Sexta, 31 Janeiro 2025

As técnicas são criativas e, a olhos mais conservadores, podem parecer experimentais demais. Existe na Itália uma escola onde crianças de quatro anos criam por conta própria as regras de um jogo com base em elementos estipulados pelo professor. Neles, expressam o que aprenderam por meio de pintura e dança. Em Portugal, os melhores resultados do ensino fundamental vêm de uma escola sem paredes, sem séries definidas. Um lugar onde os alunos participam da discussão do que vão aprender naquele ano e decidem quando estão prontos para serem testados. Nos EUA, jovens e adultos, semi-analfabetos, aperfeiçoam a leitura e a escrita embalados por poemas.

Esses e outros modelos criados em Portugal, Itália, EUA, Cuba e Brasil serão discutidos no 1º Encontro Internacional de Arte e Analfabetismo Funcional, que começa hoje no Palácio Gustavo Capanema, no Rio. Organizado pelo Casa Daros, centro de arte latino-americana em construção na cidade, o seminário é uma tentativa de discutir no Brasil os caminhos para diminuir os índices de analfabetimo funcional. Existem hoje no País 29,9 milhões de pessoas com mais de 15 anos que têm menos de quatro anos de estudo. São classificadas pelo IBGE e pelo Ministério da Educação como analfabetos funcionais - não conseguem interpretar o que lêem nem escrever o que pensam.

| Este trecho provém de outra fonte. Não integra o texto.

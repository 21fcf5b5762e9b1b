//! Entity index: which document defines which entity

use std::collections::BTreeMap;
use std::path::{Path, PathBuf};
use std::time::Instant;

use docsync_core::errors::{DocSyncError, ExError, ExErrorKind};
use docsync_core::{log_op_end, log_op_error, log_op_start, EntityKind};
use walkdir::WalkDir;

use crate::config::{DuplicatePolicy, ProjectSettings};
use crate::document::{NodeRef, StructuredDocument};
use crate::errors::Result;
use crate::store::DocumentStore;

/// Where an entity is defined
#[derive(Debug, Clone, PartialEq, Eq)]
pub struct EntityLocation {
    pub path: PathBuf,
    pub kind: EntityKind,
    /// Index within the document's section sequence
    pub position: usize,
}

impl EntityLocation {
    pub fn node(&self) -> NodeRef {
        NodeRef::entity(self.kind, self.position)
    }
}

/// Two definitions of the same entity name; the later one won
#[derive(Debug, Clone, PartialEq, Eq)]
pub struct EntityCollision {
    pub entity: String,
    pub replaced: EntityLocation,
    pub winner: EntityLocation,
}

#[derive(Debug, Clone, Default)]
pub struct EntityIndex {
    entries: BTreeMap<String, EntityLocation>,
    collisions: Vec<EntityCollision>,
    documents_scanned: usize,
}

impl EntityIndex {
    /// Scan the project's documentation directories
    ///
    /// Every qualifying file is parsed before anything is registered: a
    /// single parse failure aborts the scan and leaves `store` untouched.
    ///
    /// # Errors
    ///
    /// Returns `Parse` naming the offending file, `Io` if a directory cannot
    /// be walked, and `DuplicateEntity` when collisions are rejected.
    pub fn scan(root: &Path, settings: &ProjectSettings, store: &mut DocumentStore) -> Result<Self> {
        let start = Instant::now();
        log_op_start!("scan", path = %root.display());

        let result = Self::scan_inner(root, settings, store);
        match &result {
            Ok(index) => {
                log_op_end!(
                    "scan",
                    duration_ms = start.elapsed().as_millis() as u64,
                    document_count = index.documents_scanned,
                    entity_count = index.len()
                );
            }
            Err(err) => {
                log_op_error!(
                    "scan",
                    err.clone(),
                    duration_ms = start.elapsed().as_millis() as u64
                );
            }
        }
        result
    }

    fn scan_inner(root: &Path, settings: &ProjectSettings, store: &mut DocumentStore) -> Result<Self> {
        let mut parsed = Vec::new();
        for path in discover(root, settings)? {
            let document = StructuredDocument::read(&path)?;
            if document.is_empty() {
                tracing::debug!(path = %path.display(), "skipping empty document");
                continue;
            }
            parsed.push(document);
        }

        let mut index = EntityIndex {
            documents_scanned: parsed.len(),
            ..Default::default()
        };
        for document in &parsed {
            for entry in document.entities() {
                let location = EntityLocation {
                    path: document.path().to_path_buf(),
                    kind: entry.kind,
                    position: entry.index,
                };
                index.register(entry.name, location, settings.index.on_duplicate)?;
            }
        }

        for document in parsed {
            store.insert(document);
        }
        Ok(index)
    }

    fn register(
        &mut self,
        name: String,
        location: EntityLocation,
        policy: DuplicatePolicy,
    ) -> Result<()> {
        let Some(previous) = self.entries.get(&name) else {
            self.entries.insert(name, location);
            return Ok(());
        };

        if policy == DuplicatePolicy::Reject {
            return Err(DocSyncError::DuplicateEntity {
                entity: name,
                first_path: previous.path.display().to_string(),
                second_path: location.path.display().to_string(),
            }
            .into());
        }

        tracing::warn!(
            entity = %name,
            replaced = %previous.path.display(),
            winner = %location.path.display(),
            "entity defined more than once; the last definition wins"
        );
        self.collisions.push(EntityCollision {
            entity: name.clone(),
            replaced: previous.clone(),
            winner: location.clone(),
        });
        self.entries.insert(name, location);
        Ok(())
    }

    pub fn lookup(&self, entity: &str) -> Option<&EntityLocation> {
        self.entries.get(entity)
    }

    pub fn is_documented(&self, entity: &str) -> bool {
        self.entries.contains_key(entity)
    }

    pub fn iter(&self) -> impl Iterator<Item = (&str, &EntityLocation)> {
        self.entries.iter().map(|(name, loc)| (name.as_str(), loc))
    }

    pub fn collisions(&self) -> &[EntityCollision] {
        &self.collisions
    }

    pub fn documents_scanned(&self) -> usize {
        self.documents_scanned
    }

    pub fn len(&self) -> usize {
        self.entries.len()
    }

    pub fn is_empty(&self) -> bool {
        self.entries.is_empty()
    }
}

/// Qualifying files in configured-directory order, then file-name order
fn discover(root: &Path, settings: &ProjectSettings) -> Result<Vec<PathBuf>> {
    let mut files = Vec::new();
    for dir in &settings.scan.directories {
        let dir = root.join(dir);
        if !dir.is_dir() {
            tracing::debug!(path = %dir.display(), "scan directory missing; skipping");
            continue;
        }
        for entry in WalkDir::new(&dir).follow_links(true).sort_by_file_name() {
            let entry = entry.map_err(|e| {
                ExError::new(ExErrorKind::Io)
                    .with_op("scan")
                    .with_path(dir.display().to_string())
                    .with_message(e.to_string())
            })?;
            if entry.file_type().is_file() && settings.scan.accepts(entry.path()) {
                files.push(entry.into_path());
            }
        }
    }
    Ok(files)
}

“Essa limitação impede que a pessoa possa continuar aprendendo e que crie um espaço de ação na sociedade”, define o cubano Eugenio Valdés Figueroa, diretor de arte e educação da Casa Daros. “A arte treina a curiosidade natural da criança. Ela transforma a pessoa em criador em qualquer situação de vida”, afirma. Com essa idéia, ele e Bia Jabor, também da Casa Daros, montaram o seminário chamando representantes de projetos experimentais de vários países.

“Buscamos projetos que têm um longo período de trabalho, com bons resultados e com metodologia”, explica Bia. Da Itália, vem a Reggio Emilia. Dos EUA, o Arts Literacy. De Portugal, a Escola da Ponte. Da Bahia, o Projeto Axé. Da Colômbia, o Lugar a Dudas. Cada projeto tem trajetória e método muito particulares. “Nenhum método se aplica integralmente a dois lugares diferentes”, defende o português José Pacheco, que criou há 32 anos a Escola da Ponte na pequena cidade de Vila das Aves, no norte de Portugal. “Há escolas brasileiras que se inspiram no que é feito na nossa escola. Mas não são clonagens, e sim adaptações locais”, diz. É o caso da Escola Municipal Desembargador Amorim Lima, em São Paulo, que, assim como a irmã portuguesa, demoliu as paredes das salas de aula.

Pacheco ajudou a criar um método radical. “Não temos séries, turmas, provas e todas estas inutilidades”, explica. “O que temos lá na verdade é uma escola que rompeu completamente com o modelo tradicional. O que aconteceu na Ponte a partir de 1976 foi a transformação de uma escola miserável, que nem banheiro tinha, na escola que obtém os melhores resultados em português e matemática nas provas em Portugal”, comemora. A Escola da Ponte, com cerca de 250 alunos a partir de 5 anos de idade, é mantida com recursos do governo, mas tem autonomia total.

CRIANÇA X CURRÍCULO

Assim como a escola portuguesa, a Reggio Emilia, no norte da Itália, também nasceu em uma situação de crise. Com o final da 2ª Guerra, em 1946, um grupo de mães construiu e organizou uma nova escola para os filhos. Tiveram ajuda do pedagogo Loris Malaguzzi. Menos de 20 anos depois, a pedagogia da Reggio Emilia foi aplicada pela prefeitura a todas as escolas de nível básico da cidade.

A Reggio Emilia, que hoje atende a quase 4 mil crianças de 0 a 6 anos em unidades diferentes, defende uma pedagogia que dê mais atenção para a criança do que para os temas do currículo escolar. “Nosso objetivo é desenvolver as várias linguagens da criança”, diz o texto que apresenta a Reggio para o seminário. Sem deixar que as crianças façam só o que bem entenderem. O método se expandiu tanto que hoje na cidade existem formas diferentes de administração da escola: rede pública, privada e cooperativa de pais. “Neste modelo da Itália, a criança participa da decisão do que vai aprender. Cabe ao professor estruturar essa curiosidade”, explica Figueroa. O resultado são trabalhos de arte bem elaborados pelas crianças. “Elas trabalham com luz, sombra e com pinturas em grandes áreas de tecido”, conta Bia Jabor.

O seminário pretende revelar todos os pontos de contato entre educação e arte. Figueroa defende que o uso da arte nas escolas pode ir muito além das aulas da pré-escola. “A arte pode recuperar a curiosidade que mataram em nós pela educação tradicional”, diz.